- _Information provided_:
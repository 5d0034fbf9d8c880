use serde_json::json;

use crate::rpc::types::{MoveTarget, TxArg, TxPlan};

/// Shared-object id of the system clock on the underlying ledger.
const CLOCK_OBJECT_ID: &str = "0x6";

const MODULE: &str = "intent";
const DEFAULT_GAS_BUDGET: u64 = 50_000_000;

/// Pure transaction-plan builder for the intent registry. None
/// of these perform RPC calls; they only describe a Move call for
/// `RpcClient::build_unsigned` or the engine's PTB assembly to consume.
pub struct TxBuilder {
    package_id: String,
    protocol_config_id: String,
}

impl TxBuilder {
    pub fn new(package_id: impl Into<String>, protocol_config_id: impl Into<String>) -> Self {
        Self {
            package_id: package_id.into(),
            protocol_config_id: protocol_config_id.into(),
        }
    }

    fn target(&self, function: &str) -> MoveTarget {
        MoveTarget::new(self.package_id.clone(), MODULE, function)
    }

    /// `deadline_delta_ms` is a duration; the contract adds `now` itself.
    pub fn plan_create(
        &self,
        input_coin_ref: &str,
        input_type: &str,
        output_type: &str,
        min_output_raw: u64,
        deadline_delta_ms: u64,
    ) -> TxPlan {
        TxPlan {
            function: self.target("create_intent"),
            type_arguments: vec![input_type.to_string(), output_type.to_string()],
            arguments: vec![
                TxArg::Object(input_coin_ref.to_string()),
                TxArg::Pure(json!(min_output_raw.to_string())),
                TxArg::Pure(json!(deadline_delta_ms.to_string())),
                TxArg::Object(CLOCK_OBJECT_ID.to_string()),
            ],
            gas_budget: Some(DEFAULT_GAS_BUDGET),
        }
    }

    /// Returns the input-asset `Balance` as a transaction result so the
    /// caller can thread it into a subsequent PTB call. `output_coin_arg`
    /// is a `TxArg` rather than a bare object id so the caller can pass
    /// either a coin already owned by the solver (`TxArg::Object`) or the
    /// result of an in-PTB split (`TxArg::Result`).
    pub fn plan_execute(
        &self,
        intent_id: &str,
        output_coin_arg: TxArg,
        in_type: &str,
        out_type: &str,
    ) -> TxPlan {
        TxPlan {
            function: self.target("execute_intent"),
            type_arguments: vec![in_type.to_string(), out_type.to_string()],
            arguments: vec![
                TxArg::Object(intent_id.to_string()),
                output_coin_arg,
                TxArg::Object(self.protocol_config_id.clone()),
                TxArg::Object(CLOCK_OBJECT_ID.to_string()),
            ],
            gas_budget: Some(DEFAULT_GAS_BUDGET),
        }
    }

    /// Owner-only; returns the input balance.
    pub fn plan_cancel(&self, intent_id: &str, in_type: &str, out_type: &str) -> TxPlan {
        TxPlan {
            function: self.target("cancel_intent"),
            type_arguments: vec![in_type.to_string(), out_type.to_string()],
            arguments: vec![TxArg::Object(intent_id.to_string())],
            gas_budget: Some(DEFAULT_GAS_BUDGET),
        }
    }

    /// Callable by anyone after `deadline`.
    pub fn plan_cleanup_expired(&self, intent_id: &str, in_type: &str, out_type: &str) -> TxPlan {
        TxPlan {
            function: self.target("cleanup_expired"),
            type_arguments: vec![in_type.to_string(), out_type.to_string()],
            arguments: vec![
                TxArg::Object(intent_id.to_string()),
                TxArg::Object(CLOCK_OBJECT_ID.to_string()),
            ],
            gas_budget: Some(DEFAULT_GAS_BUDGET),
        }
    }

    /// Terminal-only; fails on-chain with `InvalidStatus`/`IntentNotTerminal`
    /// otherwise.
    pub fn plan_destroy(&self, intent_id: &str, in_type: &str, out_type: &str) -> TxPlan {
        TxPlan {
            function: self.target("destroy_intent"),
            type_arguments: vec![in_type.to_string(), out_type.to_string()],
            arguments: vec![TxArg::Object(intent_id.to_string())],
            gas_budget: Some(DEFAULT_GAS_BUDGET),
        }
    }
}

#[cfg(test)]
mod tests {
    use super::*;

    #[test]
    fn plan_create_carries_both_type_arguments() {
        let builder = TxBuilder::new("0xpkg", "0xcfg");
        let plan = builder.plan_create("0xcoin", "0x2::sui::SUI", "0x2::usdc::USDC", 1_800_000, 3_600_000);
        assert_eq!(plan.type_arguments, vec!["0x2::sui::SUI", "0x2::usdc::USDC"]);
        assert_eq!(plan.function.function, "create_intent");
        assert_eq!(plan.arguments.len(), 4);
    }

    #[test]
    fn plan_execute_references_the_protocol_config() {
        let builder = TxBuilder::new("0xpkg", "0xcfg");
        let plan = builder.plan_execute(
            "0xintent",
            TxArg::Object("0xcoin".to_string()),
            "0x2::sui::SUI",
            "0x2::usdc::USDC",
        );
        match &plan.arguments[2] {
            TxArg::Object(id) => assert_eq!(id, "0xcfg"),
            other => panic!("expected config object arg, got {other:?}"),
        }
    }

    #[test]
    fn plan_execute_accepts_a_ptb_result_as_output_coin() {
        let builder = TxBuilder::new("0xpkg", "0xcfg");
        let plan = builder.plan_execute("0xintent", TxArg::Result(1), "0x2::sui::SUI", "0x2::usdc::USDC");
        match &plan.arguments[1] {
            TxArg::Result(idx) => assert_eq!(*idx, 1),
            other => panic!("expected a result reference, got {other:?}"),
        }
    }
}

- _Work task_: Once more, give all the records exactly as they were written.

- _Result of this task_:
repository 5d0034fbf9d8c880
use serde_json::json;

use crate::rpc::types::{MoveTarget, TxArg, TxPlan};

/// Shared-object id of the system clock on the underlying ledger.
const CLOCK_OBJECT_ID: &str = "0x6";

const MODULE: &str = "intent";
const DEFAULT_GAS_BUDGET: u64 = 50_000_000;

/// Pure transaction-plan builder for the intent registry. None
/// of these perform RPC calls; they only describe a Move call for
/// `RpcClient::build_unsigned` or the engine's PTB assembly to consume.
pub struct TxBuilder {
    package_id: String,
    protocol_config_id: String,
}

impl TxBuilder {
    pub fn new(package_id: impl Into<String>, protocol_config_id: impl Into<String>) -> Self {
        Self {
            package_id: package_id.into(),
            protocol_config_id: protocol_config_id.into(),
        }
    }

    fn target(&self, function: &str) -> MoveTarget {
        MoveTarget::new(self.package_id.clone(), MODULE, function)
    }

    /// `deadline_delta_ms` is a duration; the contract adds `now` itself.
    pub fn plan_create(
        &self,
        input_coin_ref: &str,
        input_type: &str,
        output_type: &str,
        min_output_raw: u64,
        deadline_delta_ms: u64,
    ) -> TxPlan {
        TxPlan {
            function: self.target("create_intent"),
            type_arguments: vec![input_type.to_string(), output_type.to_string()],
            arguments: vec![
                TxArg::Object(input_coin_ref.to_string()),
                TxArg::Pure(json!(min_output_raw.to_string())),
                TxArg::Pure(json!(deadline_delta_ms.to_string())),
                TxArg::Object(CLOCK_OBJECT_ID.to_string()),
            ],
            gas_budget: Some(DEFAULT_GAS_BUDGET),
        }
    }

    /// Returns the input-asset `Balance` as a transaction result so the
    /// caller can thread it into a subsequent PTB call. `output_coin_arg`
    /// is a `TxArg` rather than a bare object id so the caller can pass
    /// either a coin already owned by the solver (`TxArg::Object`) or the
    /// result of an in-PTB split (`TxArg::Result`).
    pub fn plan_execute(
        &self,
        intent_id: &str,
        output_coin_arg: TxArg,
        in_type: &str,
        out_type: &str,
    ) -> TxPlan {
        TxPlan {
            function: self.target("execute_intent"),
            type_arguments: vec![in_type.to_string(), out_type.to_string()],
            arguments: vec![
                TxArg::Object(intent_id.to_string()),
                output_coin_arg,
                TxArg::Object(self.protocol_config_id.clone()),
                TxArg::Object(CLOCK_OBJECT_ID.to_string()),
            ],
            gas_budget: Some(DEFAULT_GAS_BUDGET),
        }
    }

    /// Owner-only; returns the input balance.
    pub fn plan_cancel(&self, intent_id: &str, in_type: &str, out_type: &str) -> TxPlan {
        TxPlan {
            function: self.target("cancel_intent"),
            type_arguments: vec![in_type.to_string(), out_type.to_string()],
            arguments: vec![TxArg::Object(intent_id.to_string())],
            gas_budget: Some(DEFAULT_GAS_BUDGET),
        }
    }

    /// Callable by anyone after `deadline`.
    pub fn plan_cleanup_expired(&self, intent_id: &str, in_type: &str, out_type: &str) -> TxPlan {
        TxPlan {
            function: self.target("cleanup_expired"),
            type_arguments: vec![in_type.to_string(), out_type.to_string()],
            arguments: vec![
                TxArg::Object(intent_id.to_string()),
                TxArg::Object(CLOCK_OBJECT_ID.to_string()),
            ],
            gas_budget: Some(DEFAULT_GAS_BUDGET),
        }
    }

    /// Terminal-only; fails on-chain with `InvalidStatus`/`IntentNotTerminal`
    /// otherwise.
    pub fn plan_destroy(&self, intent_id: &str, in_type: &str, out_type: &str) -> TxPlan {
        TxPlan {
            function: self.target("destroy_intent"),
            type_arguments: vec![in_type.to_string(), out_type.to_string()],
            arguments: vec![TxArg::Object(intent_id.to_string())],
            gas_budget: Some(DEFAULT_GAS_BUDGET),
        }
    }
}

#[cfg(test)]
mod tests {
    use super::*;

    #[test]
    fn plan_create_carries_both_type_arguments() {
        let builder = TxBuilder::new("0xpkg", "0xcfg");
        let plan = builder.plan_create("0xcoin", "0x2::sui::SUI", "0x2::usdc::USDC", 1_800_000, 3_600_000);
        assert_eq!(plan.type_arguments, vec!["0x2::sui::SUI", "0x2::usdc::USDC"]);
        assert_eq!(plan.function.function, "create_intent");
        assert_eq!(plan.arguments.len(), 4);
    }

    #[test]
    fn plan_execute_references_the_protocol_config() {
        let builder = TxBuilder::new("0xpkg", "0xcfg");
        let plan = builder.plan_execute(
            "0xintent",
            TxArg::Object("0xcoin".to_string()),
            "0x2::sui::SUI",
            "0x2::usdc::USDC",
        );
        match &plan.arguments[2] {
            TxArg::Object(id) => assert_eq!(id, "0xcfg"),
            other => panic!("expected config object arg, got {other:?}"),
        }
    }

    #[test]
    fn plan_execute_accepts_a_ptb_result_as_output_coin() {
        let builder = TxBuilder::new("0xpkg", "0xcfg");
        let plan = builder.plan_execute("0xintent", TxArg::Result(1), "0x2::sui::SUI", "0x2::usdc::USDC");
        match &plan.arguments[1] {
            TxArg::Result(idx) => assert_eq!(*idx, 1),
            other => panic!("expected a result reference, got {other:?}"),
        }
    }
}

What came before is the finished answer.